Maraya Esther Palomino. 45 años. Médico cirujano. Madre de 2 hijos: una niña de 12 años; un varón, de 8. Casada. “La maternidad ha sido mi realización. He crecido como mujer con mis hijos. Mi matrimonio se afianzó cuando llegaron los niños, sobre todo con el arribo de Julio, el varón. Ser madre ha sido para mí proyectarme en la vida de dos seres a quienes les estoy inculcando valores. Me veo en ellos y aprendo de ellos. Me siento en total plenitud como madre”.

Lourdes Bolaños Tanuer. 46 años. Secretaria ejecutiva. No es madre. Divorciada. “La maternidad fue un sueño hace 20 años: a estas alturas ya no lo es. No es una frustración como tal, pero me doy cuenta que mi soledad se acrecienta por la falta de un hijo”.

Laura Sánchez Lemus. 44 años. Periodista. Soltera. No es madre. “Nunca me ha interesado la maternidad. Para mí no cobra ningún significado especial ser mamá. La madre físicamente hablando no me preocupa. Me interesa lo materno como concepto. Tengo muchas amigas jóvenes en la profesión y, muchas veces, tengo un rol con ellas maternal sin caer en moralinas. Si hubiera tenido hijos, fuera más que todo su amiga.”

Ambrosia Bruteares Samo. 50 años. Abogada. Casada. No es madre. “Prefiero no conversar de eso: estoy frustrada como mujer al no ser madre. Soñé con un hogar lleno de niños, por un problema de infertilidad no pude ser mamá. Nunca quise adoptar. Tengo una relación matrimonial muy estable y una actividad profesional reconocida como jurista: Pero no soy madre, me siento incompleta”.

Karla Francisca Nundera de Apodaca. 45 años. Ingeniera civil. Madre de una adolescente de 15 años. Divorciada. “La maternidad es una bendición de Dios. He crecido siendo madre. No es fácil convivir con una adolescente, pero es estimulante verla crecer”.

Esa otra orfandad es también una reflexión sobre el embarazo. El narrador en uno de los pasajes especula sobre los riesgos del embarazo de Renata: “Todos tenían razón: el reloj biológico, el envejecimiento de los óvulos, la disminución de las hormonas. Todas las personas benevolentes que le recordaban su edad. Todos los que le decían que la naturaleza no perdona. Y sí tenían razón. Tenían razón. Pero nadie le decía qué iba a pasar con ella si se embarazaba”.

Renata está acosada por el miedo.

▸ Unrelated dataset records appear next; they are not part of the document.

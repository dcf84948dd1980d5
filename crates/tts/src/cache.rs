//! Content-addressed audio cache
//!
//! Clips live in `static/audio/` next to `audio_index.json`, which maps a
//! request's cache key to the file that satisfies it. Entries written by
//! older versions may point at files directly under `static/`; those are
//! still served.

use chrono::Utc;
use landing_judge_config::constants::paths;
use landing_judge_config::{write_atomic, Settings};
use landing_judge_core::{
    utc_timestamp, Result, SpeechSynthesizer, SynthesisRequest, SynthesizedAudio,
};
use serde::{Deserialize, Serialize};
use std::collections::BTreeMap;
use std::path::{Path, PathBuf};
use tokio::sync::Mutex;

/// File extensions removed by `clear`
const AUDIO_EXTENSIONS: &[&str] = &["mp3", "wav", "ogg", "pcm"];

#[derive(Debug, Clone, PartialEq, Serialize, Deserialize)]
pub struct AudioEntry {
    pub text: String,
    pub voice: String,
    pub engine: String,
    pub format: String,
    pub region: String,
    #[serde(default)]
    pub provider: String,
    pub filename: String,
    #[serde(default)]
    pub created_ts: String,
    #[serde(default)]
    pub play_count: u64,
}

pub type AudioIndex = BTreeMap<String, AudioEntry>;

/// A clip ready to be served
#[derive(Debug, Clone, PartialEq)]
pub struct CachedClip {
    pub key: String,
    pub url: String,
    /// Served from the cache without calling the provider
    pub hit: bool,
}

/// Outcome of `AudioCache::clear`
#[derive(Debug, Default)]
pub struct ClearReport {
    pub deleted: usize,
    pub errors: Vec<String>,
}

pub struct AudioCache {
    static_dir: PathBuf,
    audio_dir: PathBuf,
    index_path: PathBuf,
    /// Serializes read-modify-write of the index
    index_lock: Mutex<()>,
}

impl AudioCache {
    pub fn new(static_dir: impl Into<PathBuf>) -> Self {
        let static_dir = static_dir.into();
        let audio_dir = static_dir.join(paths::AUDIO_SUBDIR);
        let index_path = audio_dir.join(paths::AUDIO_INDEX_FILE);
        Self {
            static_dir,
            audio_dir,
            index_path,
            index_lock: Mutex::new(()),
        }
    }

    pub fn from_settings(settings: &Settings) -> Self {
        Self::new(&settings.static_dir)
    }

    pub fn audio_dir(&self) -> &Path {
        &self.audio_dir
    }

    pub fn index_path(&self) -> &Path {
        &self.index_path
    }

    /// Current index; missing or corrupt reads as empty
    pub async fn index(&self) -> AudioIndex {
        let content = match tokio::fs::read_to_string(&self.index_path).await {
            Ok(content) => content,
            Err(e) if e.kind() == std::io::ErrorKind::NotFound => return AudioIndex::new(),
            Err(e) => {
                tracing::warn!(path = %self.index_path.display(), error = %e, "Failed to read audio index");
                return AudioIndex::new();
            }
        };
        serde_json::from_str(&content).unwrap_or_else(|e| {
            tracing::warn!(path = %self.index_path.display(), error = %e, "Audio index is corrupt, starting empty");
            AudioIndex::new()
        })
    }

    /// URL of a cached clip whose file still exists
    pub async fn lookup(&self, key: &str) -> Option<String> {
        let entry = self.index().await.remove(key)?;
        if entry.filename.is_empty() {
            return None;
        }
        if self.audio_dir.join(&entry.filename).is_file() {
            return Some(format!("/static/{}/{}", paths::AUDIO_SUBDIR, entry.filename));
        }
        if self.static_dir.join(&entry.filename).is_file() {
            return Some(format!("/static/{}", entry.filename));
        }
        None
    }

    /// Serve from cache, or synthesize and record the clip
    pub async fn get_or_synthesize(
        &self,
        synthesizer: &dyn SpeechSynthesizer,
        request: &SynthesisRequest,
    ) -> Result<CachedClip> {
        let key = request.cache_key();
        if let Some(url) = self.lookup(&key).await {
            metrics::counter!("landing_tts_cache_hits_total").increment(1);
            tracing::debug!(key = %key, url = %url, "Audio cache hit");
            return Ok(CachedClip { key, url, hit: true });
        }

        metrics::counter!("landing_tts_cache_misses_total").increment(1);
        let audio = synthesizer.synthesize(request).await?;
        self.store(request, &audio).await
    }

    /// Write the clip and index it under the engine actually used
    pub async fn store(
        &self,
        request: &SynthesisRequest,
        audio: &SynthesizedAudio,
    ) -> Result<CachedClip> {
        let used = if audio.engine.is_empty() || audio.engine == request.engine {
            request.clone()
        } else {
            request.with_engine(audio.engine.clone())
        };
        let key = used.cache_key();
        let filename = used.file_name(&audio.extension);

        tokio::fs::create_dir_all(&self.audio_dir).await?;
        tokio::fs::write(self.audio_dir.join(&filename), &audio.bytes).await?;

        let entry = AudioEntry {
            text: used.text.clone(),
            voice: used.voice.clone(),
            engine: used.engine.clone(),
            format: used.format.clone(),
            region: used.region.clone(),
            provider: used.provider.to_string(),
            filename: filename.clone(),
            created_ts: utc_timestamp(Utc::now()),
            play_count: 0,
        };
        let write = self
            .update_index(|index| {
                index.insert(key.clone(), entry);
                true
            })
            .await;
        if let Err(e) = write {
            tracing::warn!(error = %e, "Failed to update audio index");
        }

        tracing::info!(key = %key, file = %filename, provider = %used.provider, "Cached new clip");
        Ok(CachedClip {
            key,
            url: format!("/static/{}/{}", paths::AUDIO_SUBDIR, filename),
            hit: false,
        })
    }

    /// Bump the play counter; false when the key is not indexed
    pub async fn record_play(&self, key: &str) -> bool {
        let result = self
            .update_index(|index| match index.get_mut(key) {
                Some(entry) => {
                    entry.play_count += 1;
                    true
                }
                None => false,
            })
            .await;
        match result {
            Ok(found) => found,
            Err(e) => {
                tracing::warn!(key, error = %e, "Failed to record play");
                false
            }
        }
    }

    /// Delete every clip and the index
    pub async fn clear(&self) -> ClearReport {
        let _guard = self.index_lock.lock().await;
        let mut report = ClearReport::default();

        let mut dir = match tokio::fs::read_dir(&self.audio_dir).await {
            Ok(dir) => dir,
            Err(e) if e.kind() == std::io::ErrorKind::NotFound => return report,
            Err(e) => {
                report.errors.push(format!("{}: {e}", self.audio_dir.display()));
                return report;
            }
        };

        loop {
            let entry = match dir.next_entry().await {
                Ok(Some(entry)) => entry,
                Ok(None) => break,
                Err(e) => {
                    report.errors.push(e.to_string());
                    break;
                }
            };
            let path = entry.path();
            let is_audio = path
                .extension()
                .and_then(|ext| ext.to_str())
                .is_some_and(|ext| AUDIO_EXTENSIONS.contains(&ext.to_ascii_lowercase().as_str()));
            if !is_audio {
                continue;
            }
            match tokio::fs::remove_file(&path).await {
                Ok(()) => report.deleted += 1,
                Err(e) => report.errors.push(format!("{}: {e}", path.display())),
            }
        }

        match tokio::fs::remove_file(&self.index_path).await {
            Ok(()) => {}
            Err(e) if e.kind() == std::io::ErrorKind::NotFound => {}
            Err(e) => report.errors.push(format!("{}: {e}", self.index_path.display())),
        }

        tracing::info!(deleted = report.deleted, errors = report.errors.len(), "Audio cache cleared");
        report
    }

    /// Apply `change` under the index lock; written only when it returns true
    async fn update_index<F>(&self, change: F) -> std::result::Result<bool, String>
    where
        F: FnOnce(&mut AudioIndex) -> bool,
    {
        let _guard = self.index_lock.lock().await;
        let mut index = self.index().await;
        if !change(&mut index) {
            return Ok(false);
        }
        let json = serde_json::to_string_pretty(&index).map_err(|e| e.to_string())?;
        write_atomic(&self.index_path, json.as_bytes()).map_err(|e| e.to_string())?;
        Ok(true)
    }
}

Pero también demuestra como una generación supo imponer su criterio frente a un machismo brutal y desconsiderado. “Sólo he querido afrontar el asunto: las mujeres tienen la palabra frente a este asunto tan complejo. Mi historia no es feminista a ultranza sino desconsoladamente femenina”, ha dicho la ensayista de la revista Nexos de ésta, su primera novela.

Arranque

Había apagado y prendido luces y se había movido de un lado a otro, hasta encontrar el lugar preciso en el que la luz la mostraba como se quería ver; como podía aún verse, si se paraba así, un poco de perfil, con la cabeza erguida, cuidando que el reflejo resaltara lo que le gustaba y sombreara lo demás. Seguía estando ahí, eso que la hacía ser ella, su belleza; y sin embargo, lo que ahora veía frente al espejo, lo que ya no podía dejar de ver, se acercaba más a la nostalgia que a la satisfacción.

Un cambio de época, pensó a su pesar porque la expresión le sonaba cursi. La Era de las Decisiones, a modo de novela decimonónica. En cualquier caso, era un momento en que las cosas adquirían una intensidad y una importancia que hasta entonces no habían tenido. Como las arrugas, que antes se arreglaban con una buena noche o con una buena crema. Ahora, las cosas parecían tener un peso mayor, como si en un descuido fueran a volverse permanentes.

Exageró una sonrisa y se acercó al espejo: vio las líneas alrededor de sus ojos, las marcas del entrecejo. Se pasó un dedo por los inevitables pliegues de la sonrisa. “Éstas no eran arrugas sino hoyuelos”, recordó que decía su abuela con lágrimas en los ojos. Renata intuyó que le estaba revelando algo muy importante; pero no entendió la urgencia del sentimiento con que lo decía esa mujer para quien dejar de ser bellísima había sido tan doloroso.

Pensó que no sabemos envejecer porque, cuando empezamos, la juventud es lo único que hemos conocido. Ahora, a los treinta y ocho, sabía que tendría que acostumbrarse a ese lento deterioro que tanto les había costado digerir a las mujeres de su familia.